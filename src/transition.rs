//! Status transitions and their timestamp side effects.
//!
//! `transition` is a pure function of (old, new) status. The store calls it
//! inside the same transaction that writes the task, so a failed update never
//! leaves a half-applied timestamp behind.

use crate::types::{Status, Task};

/// What happens to one timestamp column on a status change.
#[derive(Debug, Clone, Copy, PartialEq, Eq)]
pub enum Stamp {
    Keep,
    Set,
    Clear,
}

/// Timestamp mutations for a single status change.
#[derive(Debug, Clone, Copy, PartialEq, Eq)]
pub struct Transition {
    pub started_at: Stamp,
    pub completed_at: Stamp,
}

impl Transition {
    pub const NONE: Transition = Transition {
        started_at: Stamp::Keep,
        completed_at: Stamp::Keep,
    };

    /// Apply the stamps and the new status to a task.
    pub fn apply(&self, task: &mut Task, to: Status, now: &str) {
        task.status = to;
        apply_stamp(&mut task.started_at, self.started_at, now);
        apply_stamp(&mut task.completed_at, self.completed_at, now);
    }
}

fn apply_stamp(field: &mut Option<String>, stamp: Stamp, now: &str) {
    match stamp {
        Stamp::Keep => {}
        Stamp::Set => *field = Some(now.to_string()),
        Stamp::Clear => *field = None,
    }
}

/// Compute the timestamp effects of moving from `from` to `to`.
///
/// - entering in_progress sets started_at
/// - entering completed sets completed_at, started_at survives
/// - entering pending is a reset and clears both
/// - leaving completed clears completed_at
/// - no-op changes have no effect
pub fn transition(from: Status, to: Status) -> Transition {
    if from == to {
        return Transition::NONE;
    }

    let mut effect = Transition::NONE;

    if from == Status::Completed {
        effect.completed_at = Stamp::Clear;
    }

    match to {
        Status::InProgress => effect.started_at = Stamp::Set,
        Status::Completed => effect.completed_at = Stamp::Set,
        Status::Pending => {
            effect.started_at = Stamp::Clear;
            effect.completed_at = Stamp::Clear;
        }
        Status::Blocked => {}
    }

    effect
}
use std::process::Command;

fn main() {
    let describe = Command::new("git")
        .args(["describe", "--tags", "--always", "--dirty"])
        .output()
        .ok()
        .filter(|out| out.status.success())
        .and_then(|out| String::from_utf8(out.stdout).ok())
        .map(|s| s.trim().to_string())
        .filter(|s| !s.is_empty())
        .unwrap_or_else(|| env!("CARGO_PKG_VERSION").to_string());

    println!("cargo:rustc-env=GIT_DESCRIBE={}", describe);
    println!("cargo:rerun-if-changed=.git/HEAD");
}
//! The available frontier: tasks that can start right now.
//!
//! A task is available when it is pending and every task it depends on is
//! completed. The answer is recomputed by a single SQL statement on every
//! call, so it always reflects one consistent state of the graph.

use crate::storage::{TASK_COLUMNS, row_to_task};
use crate::types::{Status, Task};
use eyre::Result;
use rusqlite::{Connection, params};

/// Available tasks, highest priority first, then oldest first.
///
/// Ties on `created_at` fall back to insertion order.
pub fn available_tasks(conn: &Connection) -> Result<Vec<Task>> {
    let sql = format!(
        "SELECT {TASK_COLUMNS} FROM tasks t
         WHERE t.status = 'pending'
           AND NOT EXISTS (
               SELECT 1 FROM dependencies d
               JOIN tasks blocker ON blocker.name = d.depends_on_task_name
               WHERE d.task_name = t.name
                 AND blocker.status != 'completed'
           )
         ORDER BY t.priority DESC, t.created_at ASC, t.rowid ASC"
    );
    let mut stmt = conn.prepare(&sql)?;
    let tasks = stmt
        .query_map([], row_to_task)?
        .collect::<rusqlite::Result<Vec<_>>>()?;
    Ok(tasks)
}

/// Direct dependencies of `task_name` that are not completed yet, with
/// their current status, ordered by name.
pub fn unmet_dependencies(conn: &Connection, task_name: &str) -> Result<Vec<(String, Status)>> {
    let mut stmt = conn.prepare(
        "SELECT blocker.name, blocker.status FROM dependencies d
         JOIN tasks blocker ON blocker.name = d.depends_on_task_name
         WHERE d.task_name = ? AND blocker.status != 'completed'
         ORDER BY blocker.name ASC",
    )?;
    let rows = stmt
        .query_map(params![task_name], |row| {
            Ok((row.get::<_, String>(0)?, row.get::<_, String>(1)?))
        })?
        .collect::<rusqlite::Result<Vec<_>>>()?;

    let mut unmet = Vec::with_capacity(rows.len());
    for (name, status) in rows {
        unmet.push((name, status.parse::<Status>()?));
    }
    Ok(unmet)
}
//! Structural validation of the status-endpoint payload.

use sentinel_common::error::PollError;
use sentinel_common::types::HomeworkRecord;

/// Check that the payload has the expected shape and pull out the homework
/// records, preserving server order (most recent first).
///
/// Both `homeworks` and `current_date` must be present; `homeworks` must be a
/// sequence. `current_date`'s type is not checked here — the driver falls
/// back to wall-clock time when it is unusable.
pub fn check_response(payload: &serde_json::Value) -> Result<Vec<HomeworkRecord>, PollError> {
    let object = payload
        .as_object()
        .ok_or_else(|| PollError::Schema("response is not a JSON object".to_string()))?;

    if !object.contains_key("current_date") {
        return Err(PollError::Schema("`current_date` key is absent".to_string()));
    }

    let homeworks = object
        .get("homeworks")
        .ok_or_else(|| PollError::Schema("`homeworks` key is absent".to_string()))?;

    let entries = homeworks
        .as_array()
        .ok_or_else(|| PollError::Schema("`homeworks` is not a sequence".to_string()))?;

    // Only the shape is enforced here. A record whose fields are absent or
    // mistyped still comes through (as None) so the formatter can report the
    // precise field-level problem.
    entries
        .iter()
        .map(|entry| {
            let record = entry
                .as_object()
                .ok_or_else(|| PollError::Schema("homework entry is not a mapping".to_string()))?;
            Ok(HomeworkRecord {
                homework_name: field_string(record, "homework_name"),
                status: field_string(record, "status"),
            })
        })
        .collect()
}

fn field_string(
    record: &serde_json::Map<String, serde_json::Value>,
    key: &str,
) -> Option<String> {
    record.get(key)?.as_str().map(String::from)
}

/// The server-reported cursor, when it is a usable integer.
pub fn reported_cursor(payload: &serde_json::Value) -> Option<i64> {
    payload.get("current_date")?.as_i64()
}

#[cfg(test)]
mod tests {
    use super::*;
    use serde_json::json;

    #[test]
    fn test_accepts_well_formed_payload_in_order() {
        let payload = json!({
            "homeworks": [
                {"homework_name": "hw2", "status": "reviewing"},
                {"homework_name": "hw1", "status": "approved"},
            ],
            "current_date": 1000,
        });

        let records = check_response(&payload).unwrap();
        assert_eq!(records.len(), 2);
        assert_eq!(records[0].homework_name.as_deref(), Some("hw2"));
        assert_eq!(records[1].homework_name.as_deref(), Some("hw1"));
    }

    #[test]
    fn test_rejects_non_object_payload() {
        let err = check_response(&json!([1, 2, 3])).unwrap_err();
        assert!(matches!(err, PollError::Schema(_)));
    }

    #[test]
    fn test_rejects_missing_homeworks_key() {
        let err = check_response(&json!({"current_date": 1000})).unwrap_err();
        assert!(matches!(err, PollError::Schema(_)));
    }

    #[test]
    fn test_rejects_missing_current_date_key() {
        let err = check_response(&json!({"homeworks": []})).unwrap_err();
        assert!(matches!(err, PollError::Schema(_)));
    }

    #[test]
    fn test_rejects_scalar_homeworks() {
        let payload = json!({"homeworks": "hw1", "current_date": 1000});
        let err = check_response(&payload).unwrap_err();
        assert!(matches!(err, PollError::Schema(_)));
    }

    #[test]
    fn test_rejects_mapping_homeworks() {
        let payload = json!({"homeworks": {"homework_name": "hw1"}, "current_date": 1000});
        let err = check_response(&payload).unwrap_err();
        assert!(matches!(err, PollError::Schema(_)));
    }

    #[test]
    fn test_rejects_non_mapping_entry() {
        let payload = json!({"homeworks": [42], "current_date": 1000});
        let err = check_response(&payload).unwrap_err();
        assert!(matches!(err, PollError::Schema(_)));
    }

    #[test]
    fn test_field_level_problems_are_left_to_the_formatter() {
        let payload = json!({
            "homeworks": [{"homework_name": 7, "status": "approved"}],
            "current_date": 1000,
        });

        let records = check_response(&payload).unwrap();
        assert_eq!(records[0].homework_name, None);
        assert_eq!(records[0].status.as_deref(), Some("approved"));
    }

    #[test]
    fn test_reported_cursor_requires_integer() {
        assert_eq!(
            reported_cursor(&json!({"homeworks": [], "current_date": 2000})),
            Some(2000)
        );
        assert_eq!(
            reported_cursor(&json!({"homeworks": [], "current_date": "2000"})),
            None
        );
        assert_eq!(reported_cursor(&json!({"homeworks": []})), None);
    }
}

_Task description_
In the entries above, restate word for word the lines between the one holding "status to a task." and the one holding "of the graph.", inclusive, and nothing besides.

_Solution below_
    /// Apply the stamps and the new status to a task.
    pub fn apply(&self, task: &mut Task, to: Status, now: &str) {
        task.status = to;
        apply_stamp(&mut task.started_at, self.started_at, now);
        apply_stamp(&mut task.completed_at, self.completed_at, now);
    }
}

fn apply_stamp(field: &mut Option<String>, stamp: Stamp, now: &str) {
    match stamp {
        Stamp::Keep => {}
        Stamp::Set => *field = Some(now.to_string()),
        Stamp::Clear => *field = None,
    }
}

/// Compute the timestamp effects of moving from `from` to `to`.
///
/// - entering in_progress sets started_at
/// - entering completed sets completed_at, started_at survives
/// - entering pending is a reset and clears both
/// - leaving completed clears completed_at
/// - no-op changes have no effect
pub fn transition(from: Status, to: Status) -> Transition {
    if from == to {
        return Transition::NONE;
    }

    let mut effect = Transition::NONE;

    if from == Status::Completed {
        effect.completed_at = Stamp::Clear;
    }

    match to {
        Status::InProgress => effect.started_at = Stamp::Set,
        Status::Completed => effect.completed_at = Stamp::Set,
        Status::Pending => {
            effect.started_at = Stamp::Clear;
            effect.completed_at = Stamp::Clear;
        }
        Status::Blocked => {}
    }

    effect
}
use std::process::Command;

fn main() {
    let describe = Command::new("git")
        .args(["describe", "--tags", "--always", "--dirty"])
        .output()
        .ok()
        .filter(|out| out.status.success())
        .and_then(|out| String::from_utf8(out.stdout).ok())
        .map(|s| s.trim().to_string())
        .filter(|s| !s.is_empty())
        .unwrap_or_else(|| env!("CARGO_PKG_VERSION").to_string());

    println!("cargo:rustc-env=GIT_DESCRIBE={}", describe);
    println!("cargo:rerun-if-changed=.git/HEAD");
}
//! The available frontier: tasks that can start right now.
//!
//! A task is available when it is pending and every task it depends on is
//! completed. The answer is recomputed by a single SQL statement on every
//! call, so it always reflects one consistent state of the graph.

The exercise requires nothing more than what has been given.